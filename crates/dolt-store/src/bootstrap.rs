//! Seed an empty session's turn lane from prior history or a JSONL
//! transcript.

use std::collections::HashMap;
use std::path::{Path, PathBuf};

use serde::{Deserialize, Serialize};
use serde_json::{json, Value};
use tracing::debug;

use dolt_core::tokens::{estimate_text_tokens, token_count_from_usage};
use dolt_core::{ids, record::stringify_content, SessionId};

use crate::error::StoreError;

/// One turn supplied by the caller.
#[derive(Clone, Debug, Default, PartialEq, Serialize, Deserialize)]
#[serde(rename_all = "camelCase")]
pub struct HistoryTurn {
    #[serde(default)]
    pub pointer: Option<String>,
    #[serde(default)]
    pub event_ts_ms: Option<i64>,
    #[serde(default)]
    pub token_count: Option<u64>,
    #[serde(default)]
    pub payload: Value,
}

#[derive(Clone, Debug, PartialEq)]
pub enum BootstrapSource {
    History(Vec<HistoryTurn>),
    Jsonl(PathBuf),
}

#[derive(Clone, Debug, PartialEq)]
pub struct BootstrapRequest {
    pub session_id: SessionId,
    pub session_key: Option<String>,
    pub source: BootstrapSource,
}

#[derive(Clone, Copy, Debug, PartialEq, Eq, Serialize, Deserialize)]
#[serde(rename_all = "snake_case")]
pub enum BootstrapOrigin {
    History,
    Jsonl,
}

#[derive(Clone, Copy, Debug, PartialEq, Eq, Serialize, Deserialize)]
#[serde(rename_all = "snake_case")]
pub enum BootstrapSkipReason {
    SessionNotEmpty,
    SessionFileMissing,
    NoTurnsFound,
}

#[derive(Clone, Debug, PartialEq, Eq, Serialize, Deserialize)]
pub struct BootstrapResult {
    pub bootstrapped: bool,
    pub imported_records: u64,
    #[serde(skip_serializing_if = "Option::is_none")]
    pub reason: Option<BootstrapSkipReason>,
    #[serde(skip_serializing_if = "Option::is_none")]
    pub source: Option<BootstrapOrigin>,
}

impl BootstrapResult {
    pub(crate) fn skipped(reason: BootstrapSkipReason) -> Self {
        Self {
            bootstrapped: false,
            imported_records: 0,
            reason: Some(reason),
            source: None,
        }
    }
}

/// A turn ready to be written, with its final pointer.
#[derive(Clone, Debug, PartialEq)]
pub(crate) struct PreparedTurn {
    pub pointer: String,
    pub event_ts_ms: i64,
    pub token_count: u64,
    pub payload: Value,
}

/// Resolve the source into turns. `Err(reason)` when there is nothing to import.
pub(crate) fn load_turns(
    session_id: &SessionId,
    source: &BootstrapSource,
) -> Result<Result<(BootstrapOrigin, Vec<PreparedTurn>), BootstrapSkipReason>, StoreError> {
    let (origin, raw) = match source {
        BootstrapSource::History(turns) => (BootstrapOrigin::History, turns.clone()),
        BootstrapSource::Jsonl(path) => {
            if !path.exists() {
                return Ok(Err(BootstrapSkipReason::SessionFileMissing));
            }
            (BootstrapOrigin::Jsonl, read_jsonl_turns(path, session_id)?)
        }
    };
    if raw.is_empty() {
        return Ok(Err(BootstrapSkipReason::NoTurnsFound));
    }
    Ok(Ok((origin, prepare(session_id, raw))))
}

fn prepare(session_id: &SessionId, turns: Vec<HistoryTurn>) -> Vec<PreparedTurn> {
    let mut seen: HashMap<String, u32> = HashMap::new();
    turns
        .into_iter()
        .enumerate()
        .map(|(idx, turn)| {
            let position = idx + 1;
            let base = turn
                .pointer
                .filter(|p| !p.trim().is_empty())
                .unwrap_or_else(|| ids::bootstrap_turn_pointer(session_id, position));
            let token_count = turn
                .token_count
                .unwrap_or_else(|| estimate_payload_tokens(&turn.payload));
            PreparedTurn {
                pointer: dedupe_pointer(base, &mut seen),
                event_ts_ms: turn.event_ts_ms.map_or(position as i64, |ts| ts.max(0)),
                token_count,
                payload: turn.payload,
            }
        })
        .collect()
}

fn estimate_payload_tokens(payload: &Value) -> u64 {
    if let Some(tokens) = payload.get("usage").and_then(token_count_from_usage) {
        return tokens;
    }
    match payload.get("content") {
        Some(content) => estimate_text_tokens(&stringify_content(content)),
        None => 0,
    }
}

fn dedupe_pointer(pointer: String, seen: &mut HashMap<String, u32>) -> String {
    let count = seen.entry(pointer.clone()).or_insert(0);
    let current = *count;
    *count += 1;
    if current == 0 {
        pointer
    } else {
        format!("{pointer}:dup:{current}")
    }
}

fn read_jsonl_turns(path: &Path, session_id: &SessionId) -> Result<Vec<HistoryTurn>, StoreError> {
    let contents = std::fs::read_to_string(path)?;
    let file = path.display().to_string();
    let mut turns = Vec::new();
    for (idx, line) in contents.lines().enumerate() {
        let line_number = idx + 1;
        let trimmed = line.trim();
        if trimmed.is_empty() {
            continue;
        }
        let entry: Value = match serde_json::from_str(trimmed) {
            Ok(v @ Value::Object(_)) => v,
            Ok(_) => continue,
            Err(e) => {
                debug!(file = %file, line = line_number, error = %e, "skipping unparsable transcript line");
                continue;
            }
        };
        if let Some(turn) = parse_message_entry(&entry, session_id, &file, line_number) {
            turns.push(turn);
        }
    }
    Ok(turns)
}

fn parse_message_entry(
    entry: &Value,
    session_id: &SessionId,
    file: &str,
    line_number: usize,
) -> Option<HistoryTurn> {
    if entry.get("type").and_then(Value::as_str) != Some("message") {
        return None;
    }
    let message = entry.get("message").filter(|m| m.is_object())?;
    let role = message.get("role").and_then(Value::as_str)?;
    if role != "user" && role != "assistant" {
        return None;
    }

    let id = non_empty_str(entry.get("id"));
    let parent_id = non_empty_str(entry.get("parentId"));
    let usage = message
        .get("usage")
        .or_else(|| entry.get("usage"))
        .cloned()
        .unwrap_or(Value::Null);
    let content = message.get("content").cloned().unwrap_or(Value::Null);

    let event_ts_ms = entry
        .get("timestamp")
        .and_then(parse_timestamp_ms)
        .or_else(|| message.get("timestamp").and_then(parse_timestamp_ms))
        .unwrap_or(line_number as i64);
    let token_count = token_count_from_usage(&usage)
        .unwrap_or_else(|| estimate_text_tokens(&stringify_content(&content)));

    Some(HistoryTurn {
        pointer: id.map(|id| ids::turn_pointer(session_id, id)),
        event_ts_ms: Some(event_ts_ms),
        token_count: Some(token_count),
        payload: json!({
            "role": role,
            "content": content,
            "usage": usage,
            "source": {
                "file": file,
                "line": line_number,
                "entryId": id,
                "parentId": parent_id,
            },
        }),
    })
}

fn non_empty_str(value: Option<&Value>) -> Option<&str> {
    value
        .and_then(Value::as_str)
        .map(str::trim)
        .filter(|s| !s.is_empty())
}

/// Epoch millis from a number or an RFC 3339 string.
fn parse_timestamp_ms(value: &Value) -> Option<i64> {
    match value {
        Value::Number(n) => n.as_f64().filter(|f| f.is_finite()).map(|f| f.max(0.0).floor() as i64),
        Value::String(s) if !s.trim().is_empty() => chrono::DateTime::parse_from_rfc3339(s.trim())
            .ok()
            .map(|dt| dt.timestamp_millis()),
        _ => None,
    }
}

____

## How to complete this task
For each line of the entries that includes "role", show that line.

## Reply to the task
    let role = message.get("role").and_then(Value::as_str)?;
    if role != "user" && role != "assistant" {
            "role": role,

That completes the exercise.